* ABOUT THIS EXERCISE *
Up to and including the line with "and tesseract inside", restate the records below word for word, beginning with their first line.

* PROVIDED DATA *

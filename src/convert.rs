//! Conversion entry points.
//!
//! [`convert_with`] runs the whole pipeline synchronously against any
//! [`PdfSource`] / [`Rasterizer`] / [`OcrEngine`]. [`convert`] is the async
//! front door: it validates the input, then binds pdfium and tesseract inside
//! `spawn_blocking`, since every stage is CPU-bound or blocks on a child
//! process.

use crate::config::ConversionConfig;
use crate::error::Pdf2MdError;
use crate::ocr::{OcrEngine, TesseractOcr};
use crate::output::{ConversionOutput, ConversionStats, DocumentMetadata};
use crate::pdfium::PdfiumBackend;
use crate::pipeline::assemble::assemble_markdown;
use crate::pipeline::extract::extract_content;
use crate::pipeline::images::process_images;
use crate::pipeline::input::resolve_input;
use crate::source::{PdfSource, Rasterizer};
use std::path::{Path, PathBuf};
use std::time::Instant;
use tracing::{debug, info, warn};

/// Convert a PDF file to Markdown.
///
/// This is the primary entry point for the library.
///
/// # Returns
/// `Ok(ConversionOutput)` on success, even if some pages or images were
/// skipped (check `output.page_errors`).
///
/// # Errors
/// Returns `Err(Pdf2MdError)` only for fatal errors:
/// - File not found / permission denied / not a `.pdf`
/// - Not a valid or not a readable PDF
/// - pdfium could not be loaded
pub async fn convert(
    input: impl AsRef<Path>,
    config: &ConversionConfig,
) -> Result<ConversionOutput, Pdf2MdError> {
    let pdf_path = resolve_input(input)?;
    info!("Starting conversion: {}", pdf_path.display());

    let config = config.clone();
    tokio::task::spawn_blocking(move || {
        let backend = PdfiumBackend::new(&config)?;
        let tesseract = TesseractOcr::from_config(&config);
        let ocr: Option<&dyn OcrEngine> = if !config.ocr {
            None
        } else if tesseract.is_available() {
            Some(&tesseract)
        } else {
            warn!(
                "'{}' not found; skipping image OCR",
                config.tesseract_cmd.display()
            );
            None
        };
        run_pipeline(&backend, &backend, ocr, &pdf_path, &config)
    })
    .await
    .map_err(|e| Pdf2MdError::Internal(format!("Conversion task failed: {}", e)))?
}

/// Convert using caller-supplied collaborators.
///
/// Input validation still runs first, so a missing or non-`.pdf` path fails
/// before `source` is touched.
pub fn convert_with(
    source: &dyn PdfSource,
    rasterizer: &dyn Rasterizer,
    ocr: &dyn OcrEngine,
    input: impl AsRef<Path>,
    config: &ConversionConfig,
) -> Result<ConversionOutput, Pdf2MdError> {
    let pdf_path = resolve_input(input)?;
    let ocr = config.ocr.then_some(ocr);
    run_pipeline(source, rasterizer, ocr, &pdf_path, config)
}

/// Convert a PDF and write the Markdown to `output_path`.
///
/// Uses atomic write (temp file + rename) so a failed conversion never leaves
/// a partial file; an existing file is replaced.
pub async fn convert_to_file(
    input: impl AsRef<Path>,
    output_path: impl AsRef<Path>,
    config: &ConversionConfig,
) -> Result<ConversionOutput, Pdf2MdError> {
    let output = convert(input, config).await?;
    write_atomic(output_path.as_ref(), &output.markdown).await?;
    Ok(output)
}

/// Synchronous wrapper around [`convert`].
///
/// Creates a temporary tokio runtime internally.
pub fn convert_sync(
    input: impl AsRef<Path>,
    config: &ConversionConfig,
) -> Result<ConversionOutput, Pdf2MdError> {
    tokio::runtime::Runtime::new()
        .map_err(|e| Pdf2MdError::Internal(format!("Failed to create tokio runtime: {}", e)))?
        .block_on(convert(input, config))
}

/// Extract PDF metadata without converting content.
///
/// Does not require tesseract.
pub async fn inspect(
    input: impl AsRef<Path>,
    config: &ConversionConfig,
) -> Result<DocumentMetadata, Pdf2MdError> {
    let pdf_path = resolve_input(input)?;
    let config = config.clone();
    tokio::task::spawn_blocking(move || {
        let backend = PdfiumBackend::new(&config)?;
        inspect_with(&backend, &pdf_path)
    })
    .await
    .map_err(|e| Pdf2MdError::Internal(format!("Inspect task failed: {}", e)))?
}

/// Read metadata through any [`PdfSource`].
pub fn inspect_with(source: &dyn PdfSource, pdf_path: &Path) -> Result<DocumentMetadata, Pdf2MdError> {
    Ok(source.open(pdf_path)?.metadata())
}

// ── Internal helpers ─────────────────────────────────────────────────────

fn run_pipeline(
    source: &dyn PdfSource,
    rasterizer: &dyn Rasterizer,
    ocr: Option<&dyn OcrEngine>,
    pdf_path: &Path,
    config: &ConversionConfig,
) -> Result<ConversionOutput, Pdf2MdError> {
    let total_start = Instant::now();

    // ── Step 1: Extract text, tables, image locations ────────────────────
    let extract_start = Instant::now();
    let mut extraction = extract_content(source, pdf_path, config)?;
    let extraction_duration_ms = extract_start.elapsed().as_millis() as u64;

    // ── Step 2: OCR the image regions ────────────────────────────────────
    let ocr_start = Instant::now();
    let mut rasterised_pages = 0;
    match ocr {
        Some(engine) => {
            let outcome = process_images(
                pdf_path,
                &extraction.content.image_locations,
                rasterizer,
                engine,
                config.progress_callback.as_deref(),
            );
            rasterised_pages = outcome.rasterised_pages;
            extraction.content.image_texts = outcome.texts;
            extraction.page_errors.extend(outcome.errors);
        }
        None => debug!(
            "OCR disabled; {} image regions left unread",
            extraction.content.image_locations.len()
        ),
    }
    let ocr_duration_ms = ocr_start.elapsed().as_millis() as u64;

    // ── Step 3: Assemble ─────────────────────────────────────────────────
    let front_matter = config.include_metadata.then_some(&extraction.metadata);
    let markdown = assemble_markdown(&extraction.content, front_matter);

    let content = extraction.content;
    let extracted_pages = content.pages.len();
    let stats = ConversionStats {
        total_pages: extraction.total_pages,
        extracted_pages,
        failed_pages: extraction.total_pages.saturating_sub(extracted_pages),
        tables: content.pages.iter().map(|p| p.tables.len()).sum(),
        text_blocks: extraction.text_blocks,
        image_locations: content.image_locations.len(),
        image_texts: content.image_texts.len(),
        rasterised_pages,
        extraction_duration_ms,
        ocr_duration_ms,
        total_duration_ms: total_start.elapsed().as_millis() as u64,
    };

    info!(
        "Conversion complete: {}/{} pages, {} image texts, {}ms total",
        stats.extracted_pages, stats.total_pages, stats.image_texts, stats.total_duration_ms
    );

    if let Some(ref cb) = config.progress_callback {
        cb.on_conversion_complete(stats.extracted_pages, stats.image_texts);
    }

    Ok(ConversionOutput {
        markdown,
        content,
        metadata: extraction.metadata,
        page_errors: extraction.page_errors,
        stats,
    })
}

async fn write_atomic(path: &Path, contents: &str) -> Result<(), Pdf2MdError> {
    let write_failed = |source: std::io::Error| Pdf2MdError::OutputWriteFailed {
        path: path.to_path_buf(),
        source,
    };

    if let Some(parent) = path.parent().filter(|p| !p.as_os_str().is_empty()) {
        tokio::fs::create_dir_all(parent).await.map_err(write_failed)?;
    }

    let tmp_path = temp_sibling(path);
    tokio::fs::write(&tmp_path, contents)
        .await
        .map_err(write_failed)?;

    if let Err(e) = tokio::fs::rename(&tmp_path, path).await {
        let _ = tokio::fs::remove_file(&tmp_path).await;
        return Err(write_failed(e));
    }
    debug!("Wrote {} bytes to {}", contents.len(), path.display());
    Ok(())
}

fn temp_sibling(path: &Path) -> PathBuf {
    let mut name = path.file_name().unwrap_or_default().to_os_string();
    name.push(".tmp");
    path.with_file_name(name)
}

#[cfg(test)]
mod tests {
    use super::*;
    use crate::error::PageError;
    use crate::output::ImageText;
    use crate::testing::{inside, BlankOcr, ColourRasterizer, MockPage, MockPdf, PixelOcr};
    use std::io::Write;

    /// A real file with a PDF header so input validation passes.
    fn pdf_file() -> tempfile::NamedTempFile {
        let mut file = tempfile::Builder::new().suffix(".pdf").tempfile().unwrap();
        file.write_all(b"%PDF-1.7\n").unwrap();
        file
    }

    #[test]
    fn full_pipeline_with_images() {
        let file = pdf_file();
        let pdf = MockPdf::new(vec![
            MockPage::text("PageOneText").with_image(Some(inside())),
            MockPage::text("PageTwoText"),
        ]);
        let raster = ColourRasterizer::new();
        let out = convert_with(&pdf, &raster, &PixelOcr, file.path(), &ConversionConfig::default())
            .unwrap();

        assert_eq!(
            out.markdown,
            "PageOneText\n\nPageTwoText\n\n## Extracted Image Texts\n\nImage text (Page 1):\nred=1\n\n"
        );
        assert_eq!(*raster.calls.borrow(), vec![1..=1]);
        assert_eq!(out.stats.extracted_pages, 2);
        assert_eq!(out.stats.image_texts, 1);
        assert_eq!(out.stats.rasterised_pages, 1);
    }

    #[test]
    fn ocr_disabled_skips_rasterisation() {
        let file = pdf_file();
        let pdf = MockPdf::new(vec![MockPage::text("a").with_image(Some(inside()))]);
        let raster = ColourRasterizer::new();
        let config = ConversionConfig::builder().ocr(false).build().unwrap();
        let out = convert_with(&pdf, &raster, &PixelOcr, file.path(), &config).unwrap();

        assert_eq!(out.markdown, "a\n\n");
        assert!(raster.calls.borrow().is_empty());
        assert_eq!(out.stats.image_locations, 1);
    }

    #[test]
    fn rasterisation_failure_still_converts_text() {
        let file = pdf_file();
        let pdf = MockPdf::new(vec![MockPage::text("body").with_image(Some(inside()))]);
        let out = convert_with(
            &pdf,
            &ColourRasterizer::failing(),
            &PixelOcr,
            file.path(),
            &ConversionConfig::default(),
        )
        .unwrap();
        assert_eq!(out.markdown, "body\n\n");
        assert!(out.content.image_texts.is_empty());
        assert_eq!(out.stats.rasterised_pages, 0);
        assert_eq!(out.stats.failed_pages, 0);
        assert!(matches!(
            out.page_errors.as_slice(),
            [PageError::RasterisationFailed { first: 1, last: 1, .. }]
        ));
    }

    #[test]
    fn one_unrenderable_page_keeps_the_rest_of_the_range() {
        let file = pdf_file();
        let pdf = MockPdf::new(vec![
            MockPage::text("a").with_image(Some(inside())),
            MockPage::text("b").with_image(Some(inside())),
            MockPage::text("c").with_image(Some(inside())),
        ]);
        let out = convert_with(
            &pdf,
            &ColourRasterizer::with_broken_page(2),
            &PixelOcr,
            file.path(),
            &ConversionConfig::default(),
        )
        .unwrap();

        let texts: Vec<&str> = out.content.image_texts.iter().map(|t| t.text.as_str()).collect();
        assert_eq!(texts, vec!["red=1", "red=3"]);
        assert_eq!(out.stats.rasterised_pages, 2);
        assert!(matches!(
            out.page_errors.as_slice(),
            [PageError::RenderFailed { page: 2, .. }]
        ));
    }

    #[test]
    fn blank_ocr_adds_no_section() {
        let file = pdf_file();
        let pdf = MockPdf::new(vec![MockPage::text("a").with_image(Some(inside()))]);
        let out = convert_with(
            &pdf,
            &ColourRasterizer::new(),
            &BlankOcr,
            file.path(),
            &ConversionConfig::default(),
        )
        .unwrap();
        assert_eq!(out.markdown, "a\n\n");
    }

    #[test]
    fn skipped_pages_show_in_stats() {
        let file = pdf_file();
        let pdf = MockPdf::new(vec![
            MockPage::text("one"),
            MockPage::broken(),
            MockPage::text("three"),
        ]);
        let out = convert_with(
            &pdf,
            &ColourRasterizer::new(),
            &PixelOcr,
            file.path(),
            &ConversionConfig::default(),
        )
        .unwrap();
        assert_eq!(out.markdown, "one\n\nthree\n\n");
        assert_eq!(out.stats.failed_pages, 1);
        assert_eq!(out.page_errors.len(), 1);
    }

    #[test]
    fn metadata_front_matter_is_optional() {
        let file = pdf_file();
        let mut pdf = MockPdf::new(vec![MockPage::text("x")]);
        pdf.metadata.title = Some("Report".into());
        let config = ConversionConfig::builder().include_metadata(true).build().unwrap();
        let out = convert_with(&pdf, &ColourRasterizer::new(), &PixelOcr, file.path(), &config)
            .unwrap();
        assert!(out.markdown.starts_with("---\ntitle: \"Report\"\npages: 1\n"));
    }

    #[test]
    fn invalid_input_fails_before_opening() {
        let pdf = MockPdf {
            unreadable: true,
            ..Default::default()
        };
        let err = convert_with(
            &pdf,
            &ColourRasterizer::new(),
            &PixelOcr,
            "/no/such/file.pdf",
            &ConversionConfig::default(),
        )
        .unwrap_err();
        assert!(matches!(err, Pdf2MdError::FileNotFound { .. }));
    }

    #[test]
    fn inspect_reads_metadata() {
        let mut pdf = MockPdf::new(vec![MockPage::text("a"), MockPage::text("b")]);
        pdf.metadata.author = Some("Ada".into());
        let meta = inspect_with(&pdf, Path::new("doc.pdf")).unwrap();
        assert_eq!(meta.page_count, 2);
        assert_eq!(meta.author.as_deref(), Some("Ada"));
    }

    #[test]
    fn image_texts_keep_extraction_order() {
        let file = pdf_file();
        let pdf = MockPdf::new(vec![
            MockPage::text("a").with_image(Some(inside())),
            MockPage::text("b"),
            MockPage::text("c")
                .with_image(Some(inside()))
                .with_image(Some(inside())),
        ]);
        let out = convert_with(
            &pdf,
            &ColourRasterizer::new(),
            &PixelOcr,
            file.path(),
            &ConversionConfig::default(),
        )
        .unwrap();
        let pages: Vec<usize> = out.content.image_texts.iter().map(|t: &ImageText| t.page).collect();
        assert_eq!(pages, vec![1, 3, 3]);
    }

    #[tokio::test]
    async fn write_atomic_replaces_existing_file() {
        let dir = tempfile::tempdir().unwrap();
        let path = dir.path().join("nested").join("out.md");
        write_atomic(&path, "first").await.unwrap();
        write_atomic(&path, "second").await.unwrap();

        assert_eq!(std::fs::read_to_string(&path).unwrap(), "second");
        assert!(!temp_sibling(&path).exists());
    }

    #[test]
    fn convert_rejects_missing_input_without_pdfium() {
        let err = tokio_test::block_on(convert("/no/such/file.pdf", &ConversionConfig::default()))
            .unwrap_err();
        assert!(matches!(err, Pdf2MdError::FileNotFound { .. }));
    }

    #[test]
    fn temp_sibling_keeps_directory() {
        assert_eq!(
            temp_sibling(Path::new("out/doc.md")),
            PathBuf::from("out/doc.md.tmp")
        );
    }
}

* ANSWER TO THE PROBLEM *
filename src/convert.rs
//! Conversion entry points.
//!
//! [`convert_with`] runs the whole pipeline synchronously against any
//! [`PdfSource`] / [`Rasterizer`] / [`OcrEngine`]. [`convert`] is the async
//! front door: it validates the input, then binds pdfium and tesseract inside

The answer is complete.